Scope of the Secure Hybrid Cloud
Figure 1: Secure Hybrid Cloud
Our scope can not be limited to just our data center any more, and we cannot rely on the scope formed by trying to pass some form of regulatory compliance, as that is generally a subset of our entire environment. Nor can we impose a scope based on a vendor product, such as a converged infrastructure, as the scope is often broader than we know. One example of the need to broaden our scope is VCE Vblock. The Vblock seems fairly insular—drop it in and go—but in reality, the scope of a Vblock extends outside the components and into the core switching, as the Vblock does not do any layer 3 or higher networking. Which means we not only need to be concerned about how the components within the Vblock talk to each other, but also about how the outside world attempts to reach the Vblock.

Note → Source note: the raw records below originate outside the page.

use core::fmt;

mod config;
pub mod fen;
mod mailbox;
pub mod notation;

pub use crate::config::GameConfig;
pub use crate::fen::FenError;
pub use crate::mailbox::{Board, DuplicateError};
pub use crate::notation::{LongAlgebraicMove, NotationError, Square};

/// The types of pieces there are
#[repr(u8)]
#[derive(Clone, Copy, Debug, PartialEq, Eq, Hash)]
pub enum PieceKind {
    Pawn,
    Rook,
    Knight,
    Bishop,
    Queen,
    King,
}
impl PieceKind {
    /// All the kinds of pieces there are
    pub const KINDS: [PieceKind; 6] = [
        Self::Pawn,
        Self::Rook,
        Self::Knight,
        Self::Bishop,
        Self::Queen,
        Self::King,
    ];

    /// The kinds a pawn can promote into, in the order move generation offers them
    pub const PROMOTIONS: [PieceKind; 4] = [Self::Rook, Self::Knight, Self::Bishop, Self::Queen];

    /// The capitalized version of the letter used for this piece in FEN
    pub const fn fen_letter(self) -> char {
        match self {
            Self::Pawn => 'P',
            Self::Rook => 'R',
            Self::Knight => 'N',
            Self::Bishop => 'B',
            Self::Queen => 'Q',
            Self::King => 'K',
        }
    }

    /// The kind denoted by the given FEN letter, in either case
    pub const fn from_fen_letter(letter: char) -> Option<Self> {
        match letter.to_ascii_uppercase() {
            'P' => Some(Self::Pawn),
            'R' => Some(Self::Rook),
            'N' => Some(Self::Knight),
            'B' => Some(Self::Bishop),
            'Q' => Some(Self::Queen),
            'K' => Some(Self::King),
            _ => None,
        }
    }

    /// Whether a pawn can promote into this kind of piece
    pub const fn is_promotable(self) -> bool {
        match self {
            PieceKind::Pawn | PieceKind::King => false,
            PieceKind::Rook | PieceKind::Queen | PieceKind::Knight | PieceKind::Bishop => true,
        }
    }
}

/// The colors a piece can have
#[repr(u8)]
#[derive(Clone, Copy, Debug, PartialEq, Eq, Hash)]
pub enum Color {
    White,
    Black,
}
impl Color {
    pub const fn other(self) -> Self {
        match self {
            Color::White => Color::Black,
            Color::Black => Color::White,
        }
    }

    pub const fn is_white(self) -> bool {
        match self {
            Color::White => true,
            Color::Black => false,
        }
    }

    /// The rank delta of a forward pawn step
    pub const fn pawn_direction(self) -> isize {
        match self {
            Color::White => 1,
            Color::Black => -1,
        }
    }
}
impl fmt::Display for Color {
    fn fmt(&self, f: &mut fmt::Formatter<'_>) -> fmt::Result {
        f.write_str(match self {
            Color::White => "white",
            Color::Black => "black",
        })
    }
}

/// A piece
#[derive(Clone, Copy, Debug, PartialEq, Eq, Hash)]
pub struct Piece {
    pub kind: PieceKind,
    pub color: Color,
}
impl Piece {
    pub const fn new(kind: PieceKind, color: Color) -> Self {
        Self { kind, color }
    }

    pub const fn fen_letter(self) -> char {
        match self.color {
            Color::White => self.kind.fen_letter().to_ascii_uppercase(),
            Color::Black => self.kind.fen_letter().to_ascii_lowercase(),
        }
    }

    /// Parse a FEN letter: uppercase is white, lowercase is black
    pub const fn from_fen_letter(letter: char) -> Option<Self> {
        let Some(kind) = PieceKind::from_fen_letter(letter) else {
            return None;
        };
        let color = if letter.is_ascii_uppercase() {
            Color::White
        } else {
            Color::Black
        };
        Some(Self { kind, color })
    }
}

/// A move between two squares, identified by their linear index on the board
///
/// `promotion` is only meaningful for a pawn reaching its last rank.
#[derive(Clone, Copy, Debug, PartialEq, Eq, Hash)]
pub struct Move {
    pub source: usize,
    pub target: usize,
    pub promotion: Option<PieceKind>,
}
impl Move {
    pub const fn new(source: usize, target: usize) -> Self {
        Self {
            source,
            target,
            promotion: None,
        }
    }

    pub const fn with_promotion(self, promotion: PieceKind) -> Self {
        Self {
            promotion: Some(promotion),
            ..self
        }
    }
}
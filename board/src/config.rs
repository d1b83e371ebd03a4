//! The dimensions of the variant being played

/// The details which differ between supported variants of the game
///
/// Only the board dimensions vary; the piece set and movement rules are the same on every board.
#[derive(Clone, Copy, Debug, PartialEq, Eq)]
pub struct GameConfig {
    pub width: usize,
    pub height: usize,
}

impl GameConfig {
    /// The traditional 8x8 board
    pub const STANDARD: Self = Self {
        width: 8,
        height: 8,
    };

    pub const fn new(width: usize, height: usize) -> Self {
        Self { width, height }
    }

    /// The number of squares on the board
    pub const fn squares(self) -> usize {
        self.width * self.height
    }

    /// How many moves the uniform random strategy enumerates before truncating
    pub const fn random_move_capacity(self) -> usize {
        self.squares() * 10
    }

    /// How many moves the colour-preference strategy enumerates before truncating
    pub const fn scored_move_capacity(self) -> usize {
        self.squares() * 32
    }

    /// The FEN at which to start a game, if this variant has a known starting position
    pub fn initial_fen(self) -> Option<&'static str> {
        (self == Self::STANDARD).then_some("rnbqkbnr/pppppppp/8/8/8/8/PPPPPPPP/RNBQKBNR w")
    }
}

impl Default for GameConfig {
    fn default() -> Self {
        Self::STANDARD
    }
}
//! Long algebraic notation for moves, as used by UCI (`e2e4`, `g7h8q`)
//!
//! Files are lettered from `a` and ranks are numbered from `1`, so boards up to 26 files wide
//! and of any height can be written down.

use core::{fmt, str::FromStr};

use crate::{Board, Move, PieceKind};

#[derive(Debug, PartialEq, Eq, thiserror::Error)]
pub enum NotationError {
    #[error("invalid long algebraic notation `{0}`")]
    Invalid(String),
    #[error("`{0}` can't be promoted into")]
    InvalidPromotion(char),
    #[error("square {0} is not on the board")]
    OffBoard(Square),
    #[error("square index {0} is not on the board")]
    NoSuchSquare(usize),
}

/// A square named by its file and rank, independent of any board's dimensions
///
/// Both coordinates are zero-based: `a1` is `Square { file: 0, rank: 0 }`.
#[derive(Clone, Copy, Debug, PartialEq, Eq)]
pub struct Square {
    pub file: usize,
    pub rank: usize,
}
impl Square {
    /// The name of the square with the given index on the board
    ///
    /// # Panics
    ///
    /// The index must be on the board; [`Square::try_of`] checks it instead.
    pub const fn of(board: &Board, index: usize) -> Self {
        let (file, rank) = board.file_rank(index);
        Self { file, rank }
    }

    pub fn try_of(board: &Board, index: usize) -> Result<Self, NotationError> {
        if board.contains(index) {
            Ok(Self::of(board, index))
        } else {
            Err(NotationError::NoSuchSquare(index))
        }
    }

    /// The index of this square on the board, if it fits
    pub fn index_on(self, board: &Board) -> Result<usize, NotationError> {
        if self.file < board.width() && self.rank < board.height() {
            Ok(board.index_of(self.file, self.rank))
        } else {
            Err(NotationError::OffBoard(self))
        }
    }
}
impl fmt::Display for Square {
    fn fmt(&self, f: &mut fmt::Formatter<'_>) -> fmt::Result {
        match u8::try_from(self.file).ok().filter(|file| *file < 26) {
            Some(file) => write!(f, "{}{}", char::from(b'a' + file), self.rank + 1),
            None => write!(f, "?{}", self.rank + 1),
        }
    }
}

/// A move in long algebraic notation
#[derive(Clone, Copy, Debug, PartialEq, Eq)]
pub struct LongAlgebraicMove {
    pub source: Square,
    pub target: Square,
    pub promotion: Option<PieceKind>,
}
impl LongAlgebraicMove {
    /// Describe the move made on the given board
    ///
    /// # Panics
    ///
    /// Both squares of the move must be on the board; [`LongAlgebraicMove::try_from_move`]
    /// reports an error instead.
    pub const fn from_move(board: &Board, mv: Move) -> Self {
        Self {
            source: Square::of(board, mv.source),
            target: Square::of(board, mv.target),
            promotion: mv.promotion,
        }
    }

    /// Describe the move made on the given board, if both its squares are on it
    pub fn try_from_move(board: &Board, mv: Move) -> Result<Self, NotationError> {
        Ok(Self {
            source: Square::try_of(board, mv.source)?,
            target: Square::try_of(board, mv.target)?,
            promotion: mv.promotion,
        })
    }

    /// Resolve this notation against the given board
    pub fn to_move(self, board: &Board) -> Result<Move, NotationError> {
        Ok(Move {
            source: self.source.index_on(board)?,
            target: self.target.index_on(board)?,
            promotion: self.promotion,
        })
    }

    /// Parse the given text as a move on the given board
    pub fn parse(board: &Board, text: &str) -> Result<Move, NotationError> {
        text.parse::<Self>()?.to_move(board)
    }
}
impl fmt::Display for LongAlgebraicMove {
    fn fmt(&self, f: &mut fmt::Formatter<'_>) -> fmt::Result {
        write!(f, "{}{}", self.source, self.target)?;
        if let Some(promotion) = self.promotion {
            write!(f, "{}", promotion.fen_letter().to_ascii_lowercase())?;
        }
        Ok(())
    }
}
impl FromStr for LongAlgebraicMove {
    type Err = NotationError;

    fn from_str(s: &str) -> Result<Self, Self::Err> {
        let invalid = || NotationError::Invalid(s.to_owned());
        let mut rest = s;
        let source = take_square(&mut rest).ok_or_else(invalid)?;
        let target = take_square(&mut rest).ok_or_else(invalid)?;
        let mut chars = rest.chars();
        let promotion = match (chars.next(), chars.next()) {
            (None, _) => None,
            (Some(c @ ('q' | 'r' | 'b' | 'n')), None) => PieceKind::from_fen_letter(c),
            (Some(c @ ('p' | 'k')), None) => return Err(NotationError::InvalidPromotion(c)),
            _ => return Err(invalid()),
        };
        Ok(Self {
            source,
            target,
            promotion,
        })
    }
}

/// Pull a square name (a letter then a 1-based rank number) off the front of the string
fn take_square(s: &mut &str) -> Option<Square> {
    let file = match s.as_bytes().first() {
        Some(c @ b'a'..=b'z') => usize::from(c - b'a'),
        _ => return None,
    };
    let digits = s[1..].bytes().take_while(u8::is_ascii_digit).count();
    let rank = s[1..1 + digits].parse::<usize>().ok()?.checked_sub(1)?;
    *s = &s[1 + digits..];
    Some(Square { file, rank })
}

In addition, we also know that partner access, data protection, management access, and many other aspects of an environment are also outside the realms of most scopes. They are distinctly outside the scope of many regulatory compliance audits, as the goal of regulatory compliance is not to pass the audit over your entire environment, but over a subset that can be made to meet those requirements. It is a check box, not real security. When we look at security and data protection, our scope and worldview needs to change. It needs to move outside the realm of a single host, a single application, a single Vblock, and expand to cover how the users are actually interacting with the data.
Our scope changes as our users’ appetites for technology change. As users find new ways to do their jobs, they are often moving organizational data into and between clouds, and perhaps not even touching data centers any more. Do current security practices and scopes of control, audit, and data protection even cover the way the users use the data and applications within their reach?
Scope needs to change and grow. Every organization (except perhaps two to three that I know about) uses hybrid clouds. It is not about how we define things, but about how the users and partners interact with the data.
What is your scope of control, audit, and data protection? Is it broad enough to really cover the environment? Or is it limited to pass regulatory compliance?